Data extracted from a collection:
********

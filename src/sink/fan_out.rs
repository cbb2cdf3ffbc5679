//! Sink that forwards every batch to several sinks

use crate::sink::traits::{Sink, SinkError, SinkResult};
use crate::state::{OutcomeRecord, RunState};

/// Writes each batch to every inner sink
///
/// All sinks are attempted even if an earlier one fails; the batch is reported as failed if any
/// of them failed.
#[derive(Default)]
pub struct FanOutSink {
    sinks: Vec<Box<dyn Sink + Send>>,
}

impl FanOutSink {
    pub fn new() -> Self {
        Self::default()
    }

    pub fn push(&mut self, sink: Box<dyn Sink + Send>) {
        self.sinks.push(sink);
    }

    pub fn len(&self) -> usize {
        self.sinks.len()
    }

    pub fn is_empty(&self) -> bool {
        self.sinks.is_empty()
    }

    fn for_each(
        &mut self,
        mut op: impl FnMut(&mut (dyn Sink + Send)) -> SinkResult<()>,
    ) -> SinkResult<()> {
        let total = self.sinks.len();
        let errors: Vec<String> = self
            .sinks
            .iter_mut()
            .filter_map(|sink| match op(sink.as_mut()) {
                Ok(()) => None,
                Err(e) => Some(format!("{}: {}", sink.name(), e)),
            })
            .collect();

        if errors.is_empty() {
            Ok(())
        } else {
            Err(SinkError::Partial {
                failed: errors.len(),
                total,
                messages: errors.join("; "),
            })
        }
    }
}

impl Sink for FanOutSink {
    fn name(&self) -> &str {
        "fan-out"
    }

    fn write_batch(&mut self, records: &[OutcomeRecord]) -> SinkResult<()> {
        self.for_each(|sink| sink.write_batch(records))
    }

    fn finish(&mut self, state: &RunState) -> SinkResult<()> {
        self.for_each(|sink| sink.finish(state))
    }
}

********

Exercise goal: An exact copy of every record is what the answer must contain.

Your solution:
filename src/sink/fan_out.rs
repository cbb2cdf3ffbc5679
//! Sink that forwards every batch to several sinks

use crate::sink::traits::{Sink, SinkError, SinkResult};
use crate::state::{OutcomeRecord, RunState};

/// Writes each batch to every inner sink
///
/// All sinks are attempted even if an earlier one fails; the batch is reported as failed if any
/// of them failed.
#[derive(Default)]
pub struct FanOutSink {
    sinks: Vec<Box<dyn Sink + Send>>,
}

impl FanOutSink {
    pub fn new() -> Self {
        Self::default()
    }

    pub fn push(&mut self, sink: Box<dyn Sink + Send>) {
        self.sinks.push(sink);
    }

    pub fn len(&self) -> usize {
        self.sinks.len()
    }

    pub fn is_empty(&self) -> bool {
        self.sinks.is_empty()
    }

    fn for_each(
        &mut self,
        mut op: impl FnMut(&mut (dyn Sink + Send)) -> SinkResult<()>,
    ) -> SinkResult<()> {
        let total = self.sinks.len();
        let errors: Vec<String> = self
            .sinks
            .iter_mut()
            .filter_map(|sink| match op(sink.as_mut()) {
                Ok(()) => None,
                Err(e) => Some(format!("{}: {}", sink.name(), e)),
            })
            .collect();

        if errors.is_empty() {
            Ok(())
        } else {
            Err(SinkError::Partial {
                failed: errors.len(),
                total,
                messages: errors.join("; "),
            })
        }
    }
}

impl Sink for FanOutSink {
    fn name(&self) -> &str {
        "fan-out"
    }

    fn write_batch(&mut self, records: &[OutcomeRecord]) -> SinkResult<()> {
        self.for_each(|sink| sink.write_batch(records))
    }

    fn finish(&mut self, state: &RunState) -> SinkResult<()> {
        self.for_each(|sink| sink.finish(state))
    }
}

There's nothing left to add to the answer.